Our ORs for rs7901695, rs7903146 and rs12255372 (1.28, 1.42 and 1.47, respectively) are similar to the relative risks (RRs) determined by combining data from the Icelandic, Danish and American populations for the same three SNPs (1.49, 1.54 and 1.52, respectively).7

Analysis of inheritance models of the SNPs investigated revealed the possibility for both dominant and multiplicative modes of inheritance in our case–control material. The possibility of dominant inheritance could be rejected by Grant et al.7 who analysed a microsatellite (DG10S478) in intron 3 of TCF7L2 using a larger case–control material. Blood glucose measurements from healthy family members indicate that variation in TCF7L2 affects the individual's capacity to tolerate glucose. However, as only three individuals with the disease susceptible allele in rs7903146 or rs7901695 were healthy, it is difficult to obtain statistical significance between the genotype groups. Analysis of the controls in the case–control cohort resulted in no difference in the capacity to tolerate glucose in any of the SNPs analysed. Measurements of BMI, blood pressure, triglycerides and cholesterol did not show any difference between the SNP genotypes of interest. Further studies are necessary in order to identify more healthy individuals with the disease susceptible genotypes, and to test other parameters such as insulin secretion, in order to elucidate how variations in TCF7L2 influence the pathogenesis of T2D.
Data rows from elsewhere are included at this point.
// SPDX-License-Identifier: Apache-2.0
// Copyright © 2025 Au-Zone Technologies. All Rights Reserved.

use assert_cmd::Command;
use base64::Engine as _;
use predicates::prelude::*;
use std::{
    io::{Cursor, Write},
    path::{Path, PathBuf},
};
use tempfile::TempDir;

const ACTIONS: [&str; 2] = ["[textbox]  From -> TYPE: NYC", "[button]  Search -> CLICK"];

fn screenshot() -> String {
    let mut png = Vec::new();
    image::DynamicImage::new_rgb8(320, 200)
        .write_to(&mut Cursor::new(&mut png), image::ImageFormat::Png)
        .unwrap();
    base64::engine::general_purpose::STANDARD.encode(png)
}

fn candidate(tag: &str) -> String {
    let attributes = serde_json::json!({ "bounding_box_rect": "32,20,64,40" }).to_string();
    serde_json::json!({ "tag": tag, "attributes": attributes }).to_string()
}

/// Write a JSON Lines file with one record per `(uid, index, has_screenshot)`.
fn write_records(dir: &Path, records: &[(&str, usize, bool)]) -> PathBuf {
    let path = dir.join("records.jsonl");
    let mut file = std::fs::File::create(&path).unwrap();
    let image = screenshot();

    for (uid, index, has_screenshot) in records {
        let line = serde_json::json!({
            "action_uid": uid,
            "annotation_id": "ann-1",
            "target_action_index": index.to_string(),
            "screenshot": has_screenshot.then_some(image.as_str()),
            "pos_candidates": [candidate("button"), candidate("svg")],
            "target_action_reprs": ACTIONS[*index],
            "action_reprs": ACTIONS,
            "website": "united",
            "domain": "Travel",
            "subdomain": "Airlines",
            "confirmed_task": "Find a flight from NYC",
        });
        writeln!(file, "{}", line).unwrap();
    }
    path
}

fn mind2web(datasets: &Path) -> Command {
    let mut cmd = Command::cargo_bin("mind2web").unwrap();
    cmd.arg("--datasets-dir").arg(datasets);
    cmd.env_remove("MIND2WEB_CONFIG").env_remove("RUST_LOG");
    cmd
}

fn convert(temp_dir: &TempDir, records: &[(&str, usize, bool)]) -> PathBuf {
    let datasets = temp_dir.path().join("datasets");
    let input = write_records(temp_dir.path(), records);

    mind2web(&datasets)
        .args(["convert", "--name", "flights"])
        .arg(&input)
        .assert()
        .success()
        .stdout(predicate::str::contains(
            "Created dataset flights with 2 samples in 1 sequences",
        ));
    datasets
}

#[test]
fn test_version() -> Result<(), Box<dyn std::error::Error>> {
    let mut cmd = Command::cargo_bin("mind2web")?;
    cmd.arg("--version");
    cmd.assert()
        .success()
        .stdout(predicate::str::contains(env!("CARGO_PKG_VERSION")));
    Ok(())
}

#[test]
fn test_convert_skips_missing_screenshots() -> Result<(), Box<dyn std::error::Error>> {
    let temp_dir = TempDir::new()?;
    let datasets = temp_dir.path().join("datasets");
    let input = write_records(temp_dir.path(), &[("uid-0", 0, true), ("uid-1", 1, false)]);

    mind2web(&datasets)
        .args(["convert", "--name", "flights", "--quality", "90"])
        .arg(&input)
        .assert()
        .success()
        .stdout(predicate::str::contains("with 1 samples"))
        .stderr(predicate::str::contains(
            "Skipping item uid-1 - no screenshot available",
        ));

    let shots = datasets.join("flights").join("screenshots");
    assert!(shots.join("uid-0.jpg").is_file());
    assert!(!shots.join("uid-1.jpg").exists());
    assert!(datasets.join("flights").join("dataset.json").is_file());
    Ok(())
}

#[test]
fn test_convert_custom_screenshots_dir() -> Result<(), Box<dyn std::error::Error>> {
    let temp_dir = TempDir::new()?;
    let datasets = temp_dir.path().join("datasets");
    let shots = temp_dir.path().join("shots");
    let input = write_records(temp_dir.path(), &[("uid-0", 0, true)]);

    mind2web(&datasets)
        .args(["convert", "--name", "flights", "--screenshots"])
        .arg(&shots)
        .arg(&input)
        .assert()
        .success()
        .stderr(predicate::str::contains(format!(
            "Screenshots written to {}",
            shots.display()
        )));

    assert!(shots.join("uid-0.jpg").is_file());
    Ok(())
}

#[test]
fn test_convert_without_samples_fails() -> Result<(), Box<dyn std::error::Error>> {
    let temp_dir = TempDir::new()?;
    let datasets = temp_dir.path().join("datasets");
    let input = write_records(temp_dir.path(), &[("uid-0", 0, false)]);

    mind2web(&datasets)
        .args(["convert", "--name", "empty"])
        .arg(&input)
        .assert()
        .failure()
        .stderr(predicate::str::contains("ERROR"))
        .stderr(predicate::str::contains(
            "No valid samples found in the dataset",
        ));

    mind2web(&datasets)
        .arg("datasets")
        .assert()
        .success()
        .stdout(predicate::str::is_empty());
    Ok(())
}

#[test]
fn test_convert_limit() -> Result<(), Box<dyn std::error::Error>> {
    let temp_dir = TempDir::new()?;
    let datasets = temp_dir.path().join("datasets");
    let input = write_records(temp_dir.path(), &[("uid-0", 0, true), ("uid-1", 1, true)]);

    mind2web(&datasets)
        .args(["convert", "--name", "limited", "--limit", "1"])
        .arg(&input)
        .assert()
        .success()
        .stdout(predicate::str::contains("with 1 samples"));
    Ok(())
}

#[test]
fn test_convert_no_overwrite() -> Result<(), Box<dyn std::error::Error>> {
    let temp_dir = TempDir::new()?;
    let datasets = convert(&temp_dir, &[("uid-0", 0, true), ("uid-1", 1, true)]);
    let input = temp_dir.path().join("records.jsonl");

    mind2web(&datasets)
        .args(["convert", "--name", "flights", "--no-overwrite"])
        .arg(&input)
        .assert()
        .failure()
        .stderr(predicate::str::contains("already exists"));
    Ok(())
}

#[test]
fn test_convert_invalid_quality() -> Result<(), Box<dyn std::error::Error>> {
    let temp_dir = TempDir::new()?;
    let input = write_records(temp_dir.path(), &[("uid-0", 0, true)]);

    mind2web(&temp_dir.path().join("datasets"))
        .args(["convert", "--quality", "0"])
        .arg(&input)
        .assert()
        .failure()
        .stderr(predicate::str::contains("jpeg_quality"));
    Ok(())
}

#[test]
fn test_datasets_and_info() -> Result<(), Box<dyn std::error::Error>> {
    let temp_dir = TempDir::new()?;
    let datasets = convert(&temp_dir, &[("uid-0", 0, true), ("uid-1", 1, true)]);

    mind2web(&datasets)
        .arg("datasets")
        .assert()
        .success()
        .stdout(predicate::str::diff("flights\n"));

    mind2web(&datasets)
        .args(["info", "flights"])
        .assert()
        .success()
        .stdout(predicate::str::contains("Samples:       2"))
        .stdout(predicate::str::contains("Saved views:   sequences"))
        .stdout(predicate::str::contains("ground_truth.target_action_reprs"));

    mind2web(&datasets)
        .args(["info", "missing"])
        .assert()
        .failure()
        .stderr(predicate::str::contains("missing"));
    Ok(())
}

#[test]
fn test_sequences() -> Result<(), Box<dyn std::error::Error>> {
    let temp_dir = TempDir::new()?;
    let datasets = convert(&temp_dir, &[("uid-1", 1, true), ("uid-0", 0, true)]);

    mind2web(&datasets)
        .args(["sequences", "flights"])
        .assert()
        .success()
        .stdout(predicate::str::diff(
            "ann-1 (2 steps)\n    0: From -> TYPE: NYC\n    1: Search -> CLICK\n",
        ));

    mind2web(&datasets)
        .args(["sequences", "flights", "--view", "episodes"])
        .assert()
        .failure();
    Ok(())
}

#[test]
fn test_export() -> Result<(), Box<dyn std::error::Error>> {
    let temp_dir = TempDir::new()?;
    let datasets = convert(&temp_dir, &[("uid-0", 0, true), ("uid-1", 1, true)]);

    let json = temp_dir.path().join("export").join("samples.json");
    mind2web(&datasets)
        .args(["export", "flights"])
        .arg(&json)
        .assert()
        .success();

    let samples: Vec<serde_json::Value> = serde_json::from_reader(std::fs::File::open(&json)?)?;
    assert_eq!(samples.len(), 2);
    assert_eq!(samples[0]["ground_truth"]["label"], "TYPE");
    assert_eq!(samples[0]["alternative_candidates"]["detections"][0]["label"], "svg");
    assert_eq!(samples[1]["previous_actions"][0], ACTIONS[0]);

    let arrow = temp_dir.path().join("samples.arrow");
    mind2web(&datasets)
        .args(["export", "flights"])
        .arg(&arrow)
        .assert()
        .success()
        .stdout(predicate::str::contains("Exported 4 rows"));
    assert!(arrow.is_file());

    mind2web(&datasets)
        .args(["export", "flights", "samples.csv"])
        .assert()
        .failure()
        .stderr(predicate::str::contains("expected .json or .arrow"));
    Ok(())
}

#[test]
fn test_delete() -> Result<(), Box<dyn std::error::Error>> {
    let temp_dir = TempDir::new()?;
    let datasets = convert(&temp_dir, &[("uid-0", 0, true), ("uid-1", 1, true)]);

    mind2web(&datasets)
        .args(["delete", "flights"])
        .assert()
        .success();
    assert!(!datasets.join("flights").exists());

    mind2web(&datasets)
        .args(["delete", "flights"])
        .assert()
        .failure();
    Ok(())
}
// SPDX-License-Identifier: Apache-2.0
// Copyright © 2025 Au-Zone Technologies. All Rights Reserved.

/// Error type for every conversion, storage and view operation.
///
/// Decode errors on input records are fatal for the whole run; the only
/// recoverable condition (a record without a screenshot) is not an error and
/// is reported through the log instead.
#[derive(Debug)]
pub enum Error {
    /// An I/O error occurred during file operations.
    IoError(std::io::Error),
    /// Configuration parsing or loading error.
    ConfigError(config::ConfigError),
    /// JSON serialization or deserialization error.
    JsonError(serde_json::Error),
    /// Image decoding or encoding error.
    ImageError(image::ImageError),
    /// Image header could not be read while computing metadata.
    ImageSizeError(imagesize::ImageError),
    /// Embedded screenshot bytes were not valid base64.
    Base64Error(base64::DecodeError),
    /// Polars dataframe operation error.
    PolarsError(polars::error::PolarsError),
    /// A `bounding_box_rect` string is not four comma separated numbers.
    InvalidBoundingBox(String),
    /// Action text does not follow `<subject> -> TYPE: value`.
    InvalidActionRepr(String),
    /// `target_action_index` is not a non-negative integer.
    InvalidTargetIndex(String),
    /// An input record does not have the expected shape.
    InvalidRecord(String),
    /// A required input field or column is missing or null.
    MissingField(String),
    /// A field is not part of the sample schema.
    UnknownField(String),
    /// Conversion finished without producing a single sample.
    NoValidSamples,
    /// A dataset with this name already exists and overwrite was disabled.
    DatasetExists(String),
    /// No dataset with this name exists in the store.
    DatasetNotFound(String),
    /// The dataset has no saved view with this name.
    ViewNotFound(String),
    /// Invalid parameters provided to an operation.
    InvalidParameters(String),
    /// Unsupported file format.
    UnsupportedFormat(String),
}

impl From<std::io::Error> for Error {
    fn from(err: std::io::Error) -> Self {
        Error::IoError(err)
    }
}

impl From<config::ConfigError> for Error {
    fn from(err: config::ConfigError) -> Self {
        Error::ConfigError(err)
    }
}

impl From<serde_json::Error> for Error {
    fn from(err: serde_json::Error) -> Self {
        Error::JsonError(err)
    }
}

impl From<image::ImageError> for Error {
    fn from(err: image::ImageError) -> Self {
        Error::ImageError(err)
    }
}

impl From<imagesize::ImageError> for Error {
    fn from(err: imagesize::ImageError) -> Self {
        Error::ImageSizeError(err)
    }
}

impl From<base64::DecodeError> for Error {
    fn from(err: base64::DecodeError) -> Self {
        Error::Base64Error(err)
    }
}

impl From<polars::error::PolarsError> for Error {
    fn from(err: polars::error::PolarsError) -> Self {
        Error::PolarsError(err)
    }
}

impl std::fmt::Display for Error {
    fn fmt(&self, f: &mut std::fmt::Formatter<'_>) -> std::fmt::Result {
        match self {
            Error::IoError(e) => write!(f, "I/O error: {}", e),
            Error::ConfigError(e) => write!(f, "Configuration error: {}", e),
            Error::JsonError(e) => write!(f, "JSON error: {}", e),
            Error::ImageError(e) => write!(f, "Image error: {}", e),
            Error::ImageSizeError(e) => write!(f, "Image size error: {}", e),
            Error::Base64Error(e) => write!(f, "Base64 decode error: {}", e),
            Error::PolarsError(e) => write!(f, "Polars error: {}", e),
            Error::InvalidBoundingBox(s) => write!(f, "Invalid bounding box: {}", s),
            Error::InvalidActionRepr(s) => write!(f, "Invalid action representation: {}", s),
            Error::InvalidTargetIndex(s) => write!(f, "Invalid target action index: {}", s),
            Error::InvalidRecord(s) => write!(f, "Invalid record: {}", s),
            Error::MissingField(s) => write!(f, "Missing field: {}", s),
            Error::UnknownField(s) => write!(f, "Unknown field: {}", s),
            Error::NoValidSamples => write!(f, "No valid samples found in the dataset"),
            Error::DatasetExists(s) => write!(f, "Dataset already exists: {}", s),
            Error::DatasetNotFound(s) => write!(f, "Dataset not found: {}", s),
            Error::ViewNotFound(s) => write!(f, "Saved view not found: {}", s),
            Error::InvalidParameters(s) => write!(f, "Invalid parameters: {}", s),
            Error::UnsupportedFormat(s) => write!(f, "Unsupported format: {}", s),
        }
    }
}

impl std::error::Error for Error {
    fn source(&self) -> Option<&(dyn std::error::Error + 'static)> {
        match self {
            Error::IoError(e) => Some(e),
            Error::ConfigError(e) => Some(e),
            Error::JsonError(e) => Some(e),
            Error::ImageError(e) => Some(e),
            Error::ImageSizeError(e) => Some(e),
            Error::Base64Error(e) => Some(e),
            Error::PolarsError(e) => Some(e),
            _ => None,
        }
    }
}
// SPDX-License-Identifier: Apache-2.0
// Copyright © 2025 Au-Zone Technologies. All Rights Reserved.

//! Saved view definitions and their evaluation against a dataset.
//!
//! A [`View`] is a list of stages that is stored by value inside the dataset,
//! so it survives a save/load cycle and is evaluated lazily with
//! [`View::groups`].

use crate::{Dataset, Sample};
use serde::{Deserialize, Serialize};
use serde_json::Value;
use std::{cmp::Ordering, collections::HashMap};

/// A single view stage.
#[derive(Serialize, Deserialize, Clone, Debug, PartialEq)]
#[serde(tag = "stage", rename_all = "snake_case")]
pub enum ViewStage {
    /// Partition samples by the value of `field`, sorting each partition by
    /// `order_by` when given.
    GroupBy {
        field: String,
        #[serde(default, skip_serializing_if = "Option::is_none")]
        order_by: Option<String>,
        #[serde(default)]
        reverse: bool,
    },
}

/// Samples sharing one group key, in view order.
#[derive(Debug, Clone)]
pub struct Group<'a> {
    pub key: Value,
    pub samples: Vec<&'a Sample>,
}

impl Group<'_> {
    /// The group key rendered for display; strings are shown unquoted.
    pub fn key_str(&self) -> String {
        match &self.key {
            Value::String(s) => s.clone(),
            other => other.to_string(),
        }
    }

    pub fn len(&self) -> usize {
        self.samples.len()
    }

    pub fn is_empty(&self) -> bool {
        self.samples.is_empty()
    }
}

#[derive(Serialize, Deserialize, Clone, Debug, Default, PartialEq)]
pub struct View {
    stages: Vec<ViewStage>,
}

impl View {
    pub fn new() -> Self {
        Self { stages: Vec::new() }
    }

    pub fn group_by(mut self, field: &str, order_by: Option<&str>, reverse: bool) -> Self {
        self.stages.push(ViewStage::GroupBy {
            field: field.to_owned(),
            order_by: order_by.map(str::to_owned),
            reverse,
        });
        self
    }

    pub fn stages(&self) -> &[ViewStage] {
        &self.stages
    }

    /// Evaluate the view against `dataset`.
    ///
    /// Without a group stage every sample lands in a single group keyed by
    /// `null`. Groups appear in the order their first sample appears in the
    /// dataset and the in-group sort is stable.
    pub fn groups<'a>(&self, dataset: &'a Dataset) -> Vec<Group<'a>> {
        let stage = self.stages.iter().rev().find_map(|stage| match stage {
            ViewStage::GroupBy {
                field,
                order_by,
                reverse,
            } => Some((field, order_by, *reverse)),
        });

        let Some((field, order_by, reverse)) = stage else {
            return vec![Group {
                key: Value::Null,
                samples: dataset.samples().iter().collect(),
            }];
        };

        let mut groups: Vec<Group<'a>> = Vec::new();
        let mut index: HashMap<String, usize> = HashMap::new();
        for sample in dataset.samples() {
            let key = sample.field(field).unwrap_or(Value::Null);
            match index.get(&key.to_string()) {
                Some(&i) => groups[i].samples.push(sample),
                None => {
                    index.insert(key.to_string(), groups.len());
                    groups.push(Group {
                        key,
                        samples: vec![sample],
                    });
                }
            }
        }

        if let Some(order_by) = order_by {
            for group in groups.iter_mut() {
                group.samples.sort_by(|a, b| {
                    let ordering = compare_values(
                        &a.field(order_by).unwrap_or(Value::Null),
                        &b.field(order_by).unwrap_or(Value::Null),
                    );
                    if reverse { ordering.reverse() } else { ordering }
                });
            }
        }

        groups
    }
}

/// Total order over field values: nulls, then booleans, numbers, strings and
/// finally anything else compared by its JSON text.
fn compare_values(a: &Value, b: &Value) -> Ordering {
    fn rank(v: &Value) -> u8 {
        match v {
            Value::Null => 0,
            Value::Bool(_) => 1,
            Value::Number(_) => 2,
            Value::String(_) => 3,
            _ => 4,
        }
    }

    match (a, b) {
        (Value::Bool(x), Value::Bool(y)) => x.cmp(y),
        (Value::Number(x), Value::Number(y)) => {
            let x = x.as_f64().unwrap_or(f64::NAN);
            let y = y.as_f64().unwrap_or(f64::NAN);
            x.total_cmp(&y)
        }
        (Value::String(x), Value::String(y)) => x.cmp(y),
        _ if rank(a) != rank(b) => rank(a).cmp(&rank(b)),
        _ => a.to_string().cmp(&b.to_string()),
    }
}
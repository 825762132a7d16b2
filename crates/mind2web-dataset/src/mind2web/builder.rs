// SPDX-License-Identifier: Apache-2.0
// Copyright © 2025 Au-Zone Technologies. All Rights Reserved.

//! Dataset assembly from Mind2Web records.

use super::{
    convert::{clean_action_repr, create_detection, prepare_records},
    types::{Candidate, Record},
};
use crate::{Classification, Dataset, DatasetStore, Detections, Error, Sample};
use image::{DynamicImage, codecs::jpeg::JpegEncoder};
use log::{debug, info, warn};
use std::{
    fs::File,
    io::{BufWriter, Write},
    path::Path,
    sync::mpsc::Sender,
};

/// Name of the saved view grouping samples into trajectories.
pub const SEQUENCES_VIEW: &str = "sequences";

/// Progress of a conversion run.
#[derive(Debug, Clone, Copy, PartialEq, Eq)]
pub struct Progress {
    /// Records processed so far, including skipped ones.
    pub current: usize,
    /// Total number of records, 0 when the source cannot tell.
    pub total: usize,
}

/// Options for [`create_dataset`].
#[derive(Debug, Clone)]
pub struct ConvertOptions {
    /// Replace an existing dataset of the same name.
    pub overwrite: bool,
    /// JPEG quality of the written screenshots (1-100).
    pub jpeg_quality: u8,
    /// Name of the saved trajectory view.
    pub view_name: String,
}

impl Default for ConvertOptions {
    fn default() -> Self {
        Self {
            overwrite: true,
            jpeg_quality: 75,
            view_name: SEQUENCES_VIEW.to_owned(),
        }
    }
}

/// Convert Mind2Web records into a persisted dataset named `name`.
///
/// Records are enriched with their previous actions, each screenshot is
/// written to `<screenshots_dir>/<action_uid>.jpg` and turned into one
/// [`Sample`]. Records without a screenshot are logged and skipped. The
/// samples are inserted in bulk, image metadata is computed, and a view
/// grouping samples by `annotation_id` ordered by `target_action_index` is
/// saved before the dataset itself is persisted through `store`.
///
/// The dataset is created, replacing any previous one when
/// [`ConvertOptions::overwrite`] is set, before the first screenshot is
/// written, so screenshots may live inside the store's directories.
///
/// # Errors
///
/// * [`Error::NoValidSamples`] when no record produced a sample
/// * [`Error::DatasetExists`] when the dataset exists and overwrite is off
/// * decode errors for malformed candidates, bounding boxes, action text or
///   target indices; these abort the run
///
/// # Example
///
/// ```rust,no_run
/// use mind2web_dataset::{
///     LocalStore,
///     mind2web::{ConvertOptions, RecordReader, create_dataset},
/// };
///
/// let store = LocalStore::new("/data/datasets");
/// let records = RecordReader::new().read("data/test_task.jsonl")?;
/// let dataset = create_dataset(
///     &store,
///     records,
///     "mind2web",
///     "/data/datasets/mind2web/screenshots".as_ref(),
///     &ConvertOptions::default(),
///     None,
/// )?;
/// println!("{} samples", dataset.len());
/// # Ok::<(), mind2web_dataset::Error>(())
/// ```
#[cfg_attr(
    feature = "profiling",
    tracing::instrument(skip(store, records, options, progress))
)]
pub fn create_dataset<S, I>(
    store: &S,
    records: I,
    name: &str,
    screenshots_dir: &Path,
    options: &ConvertOptions,
    progress: Option<Sender<Progress>>,
) -> Result<Dataset, Error>
where
    S: DatasetStore + ?Sized,
    I: IntoIterator<Item = Result<Record, Error>>,
{
    if !(1..=100).contains(&options.jpeg_quality) {
        return Err(Error::InvalidParameters(format!(
            "jpeg_quality must be within 1-100, got {}",
            options.jpeg_quality
        )));
    }

    let mut dataset = store.create(name, options.overwrite)?;

    let records = prepare_records(records);
    let total = records.size_hint().1.unwrap_or(0);

    let mut samples = Vec::new();
    for (current, record) in records.enumerate() {
        if let Some(sample) = build_sample(record?, screenshots_dir, options.jpeg_quality)? {
            samples.push(sample);
        }

        if let Some(progress) = &progress {
            // Receiver may have gone away; conversion continues regardless
            let _ = progress.send(Progress {
                current: current + 1,
                total,
            });
        }
    }

    if samples.is_empty() {
        return Err(Error::NoValidSamples);
    }

    let count = samples.len();
    dataset.add_samples(samples, true)?;
    dataset.compute_metadata(false)?;

    let view = dataset.group_by("annotation_id", Some("target_action_index"))?;
    dataset.save_view(&options.view_name, &view)?;

    store.save(&mut dataset)?;
    info!("Created dataset {} with {} samples", name, count);

    Ok(dataset)
}

/// Turn one enriched record into a [`Sample`], writing its screenshot.
///
/// Returns `None` for records without a screenshot.
pub fn build_sample(
    record: Record,
    screenshots_dir: &Path,
    jpeg_quality: u8,
) -> Result<Option<Sample>, Error> {
    let Some(screenshot) = &record.screenshot else {
        warn!(
            "Skipping item {} - no screenshot available",
            record.action_uid
        );
        return Ok(None);
    };

    let target_action_index = record.target_index()?;
    let filepath = screenshots_dir.join(format!("{}.jpg", record.action_uid));
    std::fs::create_dir_all(screenshots_dir)?;
    write_jpeg(screenshot, &filepath, jpeg_quality)?;

    let (width, height) = (screenshot.width(), screenshot.height());

    let candidates = record
        .pos_candidates
        .iter()
        .map(|json| Candidate::parse(json))
        .collect::<Result<Vec<_>, _>>()?;

    let ground_truth = match candidates.first() {
        Some(candidate) => Some(create_detection(
            candidate,
            width,
            height,
            Some(&record.target_action_reprs),
        )?),
        None => None,
    };

    let alternatives = candidates
        .iter()
        .skip(1)
        .map(|candidate| create_detection(candidate, width, height, None))
        .collect::<Result<Vec<_>, _>>()?;

    let mut sample = Sample::new(filepath);
    sample.action_uid = record.action_uid;
    sample.annotation_id = record.annotation_id;
    sample.target_action_index = target_action_index;
    sample.ground_truth = ground_truth;
    sample.website = Classification::new(record.website);
    sample.domain = Classification::new(record.domain);
    sample.subdomain = Classification::new(record.subdomain);
    sample.task_description = record.confirmed_task;
    sample.current_action = clean_action_repr(&record.target_action_reprs);
    sample.full_sequence = record.action_reprs;
    sample.previous_actions = record.prev_actions;
    sample.alternative_candidates = Detections::new(alternatives);

    debug!(
        "Converted {} ({}x{}, {} alternatives)",
        sample.action_uid,
        width,
        height,
        sample.alternative_candidates.len()
    );

    Ok(Some(sample))
}

fn write_jpeg(image: &DynamicImage, path: &Path, quality: u8) -> Result<(), Error> {
    let mut writer = BufWriter::new(File::create(path)?);
    let encoder = JpegEncoder::new_with_quality(&mut writer, quality);
    image.to_rgb8().write_with_encoder(encoder)?;
    writer.flush()?;
    Ok(())
}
Several recent studies have investigated the effect of SNPs in TCF7L2 on T2D development. Florez et al.13 investigated the role of rs12255372 and rs7903146 on the transition from IGT to T2D. They found that individuals homozygous for the T allele of rs7903146 were more likely to progress from a state of IGT to T2D than individuals homozygous for the C allele. Cauchi et al.19 found that the T allele of rs7903146 predicts hyperglycaemia in a non-selected, prospectively followed, French population and they found association between rs7903146, rs12255372 and T2D in the French population.20 Saxena et al.21 found that individuals homozygous for the rs7903146 risk allele had a significant reduction in insulinogenic index and insulin disposition index (DI). Damcott et al.22 found significant association with insulin sensitivity index, acute insulin response to glucose and DI in non-Amish Caucasian subjects. These results indicate a possible functional role for SNPs in TCF7L2 and suggest that TCF7L2 has a role in regulation of genes involved in insulin sensitivity and glucose-stimulated insulin release.

Expression of the proglucagon gene is transcriptionally regulated by the β-catenin/TCF protein complex in gut endocrine L cells, but not in pancreatic islet α cells.23 Variants of TCF7L2 could therefore, alter levels of glucagon-like protein-1 (GLP-1), an insulinotropic hormone encoded by the proglucagon gene. As GLP-1 works in concert with insulin to help maintain blood glucose homeostasis,23 altered levels of GLP-1 could very well influence susceptibility to T2D.

By testing glucose homeostasis in healthy individuals genotyped for the T2D-associated polymorphisms in TCF7L2, a greater understanding of such an influence could be obtained. Further studies are necessary in order to identify more unaffected individuals with the disease susceptible genotypes, and to test other parameters such as insulin secretion, in order to elucidate how variations in TCF7L2 influence the pathogenesis of T2D.